**What is required:**
Look at the entries below and restate word for word the lines from the first through the one that has "ProgressStyle::default_bar()".

Source material Start Marker

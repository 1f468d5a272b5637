mod add;
mod build;
mod clean;
mod config;
mod info;
mod search;

pub use add::*;
pub use build::*;
pub use clean::*;
pub use config::*;
pub use info::*;
pub use search::*;

use crate::config::Opts;

pub trait SubCommandExtend {
    fn run(&self, opts: &Opts) -> impl std::future::Future<Output = anyhow::Result<()>> + Send;
}
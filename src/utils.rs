use std::path::Path;

use indicatif::ProgressStyle;
use ndarray::Array2;
use ndarray_npy::{ReadNpyExt, read_npy, write_npy};

use crate::error::{Error, Result};
use crate::hamming::{DESCRIPTOR_BYTES, Descriptor};
use crate::store::ImageId;

pub fn pb_style() -> ProgressStyle {
    ProgressStyle::default_bar()
        .template("{spinner:.green} [{elapsed_precise}] [{wide_bar:.cyan/blue}] {pos}/{len} ({eta}) {msg}")
        .unwrap()
        .progress_chars("#>-")
}

/// 计算数据的哈希并转换为图片 ID
pub fn hash_bytes(data: &[u8]) -> ImageId {
    ImageId::from_hash(&blake3::hash(data))
}

/// 读取 N x 32 的 u8 矩阵作为描述符
pub fn read_descriptors(path: impl AsRef<Path>) -> Result<Vec<Descriptor>> {
    let path = path.as_ref();
    let array: Array2<u8> =
        read_npy(path).map_err(|e| Error::InvalidDescriptors(format!("{}: {e}", path.display())))?;
    descriptors_from_array(&array)
}

/// 解析内存中的 npy 数据
pub fn parse_descriptors(data: &[u8]) -> Result<Vec<Descriptor>> {
    let array = Array2::<u8>::read_npy(data).map_err(|e| Error::InvalidDescriptors(e.to_string()))?;
    descriptors_from_array(&array)
}

pub fn descriptors_from_array(array: &Array2<u8>) -> Result<Vec<Descriptor>> {
    if array.ncols() != DESCRIPTOR_BYTES {
        return Err(Error::InvalidDescriptors(format!(
            "expected {DESCRIPTOR_BYTES} columns, got {}",
            array.ncols()
        )));
    }
    Ok(array
        .rows()
        .into_iter()
        .map(|row| {
            let mut d = [0u8; DESCRIPTOR_BYTES];
            d.iter_mut().zip(row.iter()).for_each(|(a, b)| *a = *b);
            d
        })
        .collect())
}

/// 将描述符写入 npy 文件
pub fn write_descriptors(path: impl AsRef<Path>, descriptors: &[Descriptor]) -> Result<()> {
    let flat = descriptors.iter().flatten().copied().collect::<Vec<_>>();
    let array = Array2::from_shape_vec((descriptors.len(), DESCRIPTOR_BYTES), flat)
        .map_err(|e| Error::InvalidDescriptors(e.to_string()))?;
    write_npy(path, &array).map_err(|e| Error::InvalidDescriptors(e.to_string()))
}

#[cfg(test)]
mod tests {
    use tempfile::TempDir;

    use super::*;

    #[test]
    fn test_npy_round_trip() {
        let dir = TempDir::new().unwrap();
        let path = dir.path().join("a.npy");
        let des = vec![[1u8; 32], [2u8; 32], [255u8; 32]];
        write_descriptors(&path, &des).unwrap();
        assert_eq!(read_descriptors(&path).unwrap(), des);
    }

    #[test]
    fn test_parse_bytes() {
        let dir = TempDir::new().unwrap();
        let path = dir.path().join("a.npy");
        write_descriptors(&path, &[[7u8; 32]]).unwrap();
        let data = std::fs::read(&path).unwrap();
        assert_eq!(parse_descriptors(&data).unwrap(), vec![[7u8; 32]]);
        assert!(parse_descriptors(b"not a npy file").is_err());
    }

    #[test]
    fn test_wrong_shape() {
        let dir = TempDir::new().unwrap();
        let path = dir.path().join("a.npy");
        write_npy(&path, &Array2::<u8>::zeros((3, 16))).unwrap();
        assert!(matches!(read_descriptors(&path), Err(Error::InvalidDescriptors(_))));
    }

    #[test]
    fn test_hash_is_stable() {
        assert_eq!(hash_bytes(b"hello"), hash_bytes(b"hello"));
        assert_ne!(hash_bytes(b"hello"), hash_bytes(b"world"));
    }
}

Source material End Marker

**Expected answer:**
repository 1f468d5a272b5637
mod add;
mod build;
mod clean;
mod config;
mod info;
mod search;

pub use add::*;
pub use build::*;
pub use clean::*;
pub use config::*;
pub use info::*;
pub use search::*;

use crate::config::Opts;

pub trait SubCommandExtend {
    fn run(&self, opts: &Opts) -> impl std::future::Future<Output = anyhow::Result<()>> + Send;
}
filename src/utils.rs
use std::path::Path;

use indicatif::ProgressStyle;
use ndarray::Array2;
use ndarray_npy::{ReadNpyExt, read_npy, write_npy};

use crate::error::{Error, Result};
use crate::hamming::{DESCRIPTOR_BYTES, Descriptor};
use crate::store::ImageId;

pub fn pb_style() -> ProgressStyle {
    ProgressStyle::default_bar()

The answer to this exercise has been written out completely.